Data entries:
____________

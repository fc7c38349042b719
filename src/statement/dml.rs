use crate::clause::WhereClause;
use crate::error::CrudError;
use crate::record::Record;
use crate::types::RowValues;

use super::{DEFAULT_WRITE_LIMIT, Dialect, Statement, check_identifier};

/// Build an INSERT statement from a record.
///
/// Column names and placeholders derive from one pass over the same record,
/// so positional correspondence holds by construction.
///
/// # Errors
///
/// Returns `CrudError::MalformedInput` if the table name is empty or the
/// record has no entries.
pub fn insert(dialect: Dialect, table: &str, record: &Record) -> Result<Statement, CrudError> {
    check_identifier("table name", table)?;
    if record.is_empty() {
        return Err(CrudError::MalformedInput(
            "INSERT requires a record with at least one column".to_string(),
        ));
    }

    let mut columns = Vec::with_capacity(record.len());
    let mut placeholders = Vec::with_capacity(record.len());
    let mut params = Vec::with_capacity(record.len());
    for (index, (column, value)) in record.iter().enumerate() {
        check_identifier("record column", column)?;
        columns.push(column);
        placeholders.push(dialect.placeholder(index + 1));
        params.push(value.clone());
    }

    Ok(Statement::new(
        format!(
            "INSERT INTO {table} ({}) VALUES ({})",
            columns.join(", "),
            placeholders.join(", ")
        ),
        params,
    ))
}

/// Build an INSERT statement that reports the new row's id via `RETURNING`.
///
/// # Errors
///
/// Same conditions as [`insert`], plus an empty id column name.
pub fn insert_returning(
    dialect: Dialect,
    table: &str,
    record: &Record,
    id_column: &str,
) -> Result<Statement, CrudError> {
    check_identifier("id column", id_column)?;
    let mut statement = insert(dialect, table, record)?;
    statement.sql.push_str(" RETURNING ");
    statement.sql.push_str(id_column);
    Ok(statement)
}

/// Build a bounded UPDATE statement.
///
/// SET parameters precede WHERE parameters; placeholder numbering runs
/// sequentially across both. The affected row count is bounded through the
/// dialect's row-address column, since neither backend accepts `LIMIT`
/// directly on DML. Defaults to [`DEFAULT_WRITE_LIMIT`].
///
/// # Errors
///
/// Returns `CrudError::MalformedInput` for an empty table name, an empty
/// record, or an empty predicate list — an unfiltered UPDATE is rejected.
pub fn update(
    dialect: Dialect,
    table: &str,
    changes: &Record,
    filter: &WhereClause,
    limit: Option<u64>,
) -> Result<Statement, CrudError> {
    check_identifier("table name", table)?;
    if changes.is_empty() {
        return Err(CrudError::MalformedInput(
            "UPDATE requires a record with at least one column".to_string(),
        ));
    }
    if filter.is_empty() {
        return Err(CrudError::MalformedInput(
            "UPDATE requires at least one predicate".to_string(),
        ));
    }
    let limit = limit.unwrap_or(DEFAULT_WRITE_LIMIT);

    let mut assignments = Vec::with_capacity(changes.len());
    let mut params: Vec<RowValues> = Vec::with_capacity(changes.len());
    for (index, (column, value)) in changes.iter().enumerate() {
        check_identifier("record column", column)?;
        assignments.push(format!("{column} = {}", dialect.placeholder(index + 1)));
        params.push(value.clone());
    }

    let fragment = filter.render(dialect, changes.len() + 1)?;
    params.extend(fragment.params);

    let addr = dialect.row_address();
    Ok(Statement::new(
        format!(
            "UPDATE {table} SET {} WHERE {addr} IN (SELECT {addr} FROM {table}{} LIMIT {limit})",
            assignments.join(", "),
            fragment.sql
        ),
        params,
    ))
}

/// Build a bounded DELETE statement.
///
/// An empty predicate list is permitted — the limit still bounds the
/// statement to [`DEFAULT_WRITE_LIMIT`] rows by default, so an unfiltered
/// DELETE cannot clear a table by accident.
///
/// # Errors
///
/// Returns `CrudError::MalformedInput` for an empty table name or a
/// malformed predicate.
pub fn delete(
    dialect: Dialect,
    table: &str,
    filter: &WhereClause,
    limit: Option<u64>,
) -> Result<Statement, CrudError> {
    check_identifier("table name", table)?;
    let limit = limit.unwrap_or(DEFAULT_WRITE_LIMIT);
    let fragment = filter.render(dialect, 1)?;

    let addr = dialect.row_address();
    Ok(Statement::new(
        format!(
            "DELETE FROM {table} WHERE {addr} IN (SELECT {addr} FROM {table}{} LIMIT {limit})",
            fragment.sql
        ),
        fragment.params,
    ))
}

____________

# Work to complete
Retype the data. Keep every word as it stands.

# Reply to the exercise
repository fc7c38349042b719
filename src/statement/dml.rs
use crate::clause::WhereClause;
use crate::error::CrudError;
use crate::record::Record;
use crate::types::RowValues;

use super::{DEFAULT_WRITE_LIMIT, Dialect, Statement, check_identifier};

/// Build an INSERT statement from a record.
///
/// Column names and placeholders derive from one pass over the same record,
/// so positional correspondence holds by construction.
///
/// # Errors
///
/// Returns `CrudError::MalformedInput` if the table name is empty or the
/// record has no entries.
pub fn insert(dialect: Dialect, table: &str, record: &Record) -> Result<Statement, CrudError> {
    check_identifier("table name", table)?;
    if record.is_empty() {
        return Err(CrudError::MalformedInput(
            "INSERT requires a record with at least one column".to_string(),
        ));
    }

    let mut columns = Vec::with_capacity(record.len());
    let mut placeholders = Vec::with_capacity(record.len());
    let mut params = Vec::with_capacity(record.len());
    for (index, (column, value)) in record.iter().enumerate() {
        check_identifier("record column", column)?;
        columns.push(column);
        placeholders.push(dialect.placeholder(index + 1));
        params.push(value.clone());
    }

    Ok(Statement::new(
        format!(
            "INSERT INTO {table} ({}) VALUES ({})",
            columns.join(", "),
            placeholders.join(", ")
        ),
        params,
    ))
}

/// Build an INSERT statement that reports the new row's id via `RETURNING`.
///
/// # Errors
///
/// Same conditions as [`insert`], plus an empty id column name.
pub fn insert_returning(
    dialect: Dialect,
    table: &str,
    record: &Record,
    id_column: &str,
) -> Result<Statement, CrudError> {
    check_identifier("id column", id_column)?;
    let mut statement = insert(dialect, table, record)?;
    statement.sql.push_str(" RETURNING ");
    statement.sql.push_str(id_column);
    Ok(statement)
}

/// Build a bounded UPDATE statement.
///
/// SET parameters precede WHERE parameters; placeholder numbering runs
/// sequentially across both. The affected row count is bounded through the
/// dialect's row-address column, since neither backend accepts `LIMIT`
/// directly on DML. Defaults to [`DEFAULT_WRITE_LIMIT`].
///
/// # Errors
///
/// Returns `CrudError::MalformedInput` for an empty table name, an empty
/// record, or an empty predicate list — an unfiltered UPDATE is rejected.
pub fn update(
    dialect: Dialect,
    table: &str,
    changes: &Record,
    filter: &WhereClause,
    limit: Option<u64>,
) -> Result<Statement, CrudError> {
    check_identifier("table name", table)?;
    if changes.is_empty() {
        return Err(CrudError::MalformedInput(
            "UPDATE requires a record with at least one column".to_string(),
        ));
    }
    if filter.is_empty() {
        return Err(CrudError::MalformedInput(
            "UPDATE requires at least one predicate".to_string(),
        ));
    }
    let limit = limit.unwrap_or(DEFAULT_WRITE_LIMIT);

    let mut assignments = Vec::with_capacity(changes.len());
    let mut params: Vec<RowValues> = Vec::with_capacity(changes.len());
    for (index, (column, value)) in changes.iter().enumerate() {
        check_identifier("record column", column)?;
        assignments.push(format!("{column} = {}", dialect.placeholder(index + 1)));
        params.push(value.clone());
    }

    let fragment = filter.render(dialect, changes.len() + 1)?;
    params.extend(fragment.params);

    let addr = dialect.row_address();
    Ok(Statement::new(
        format!(
            "UPDATE {table} SET {} WHERE {addr} IN (SELECT {addr} FROM {table}{} LIMIT {limit})",
            assignments.join(", "),
            fragment.sql
        ),
        params,
    ))
}

/// Build a bounded DELETE statement.
///
/// An empty predicate list is permitted — the limit still bounds the
/// statement to [`DEFAULT_WRITE_LIMIT`] rows by default, so an unfiltered
/// DELETE cannot clear a table by accident.
///
/// # Errors
///
/// Returns `CrudError::MalformedInput` for an empty table name or a
/// malformed predicate.
pub fn delete(
    dialect: Dialect,
    table: &str,
    filter: &WhereClause,
    limit: Option<u64>,
) -> Result<Statement, CrudError> {
    check_identifier("table name", table)?;
    let limit = limit.unwrap_or(DEFAULT_WRITE_LIMIT);
    let fragment = filter.render(dialect, 1)?;

    let addr = dialect.row_address();
    Ok(Statement::new(
        format!(
            "DELETE FROM {table} WHERE {addr} IN (SELECT {addr} FROM {table}{} LIMIT {limit})",
            fragment.sql
        ),
        fragment.params,
    ))
}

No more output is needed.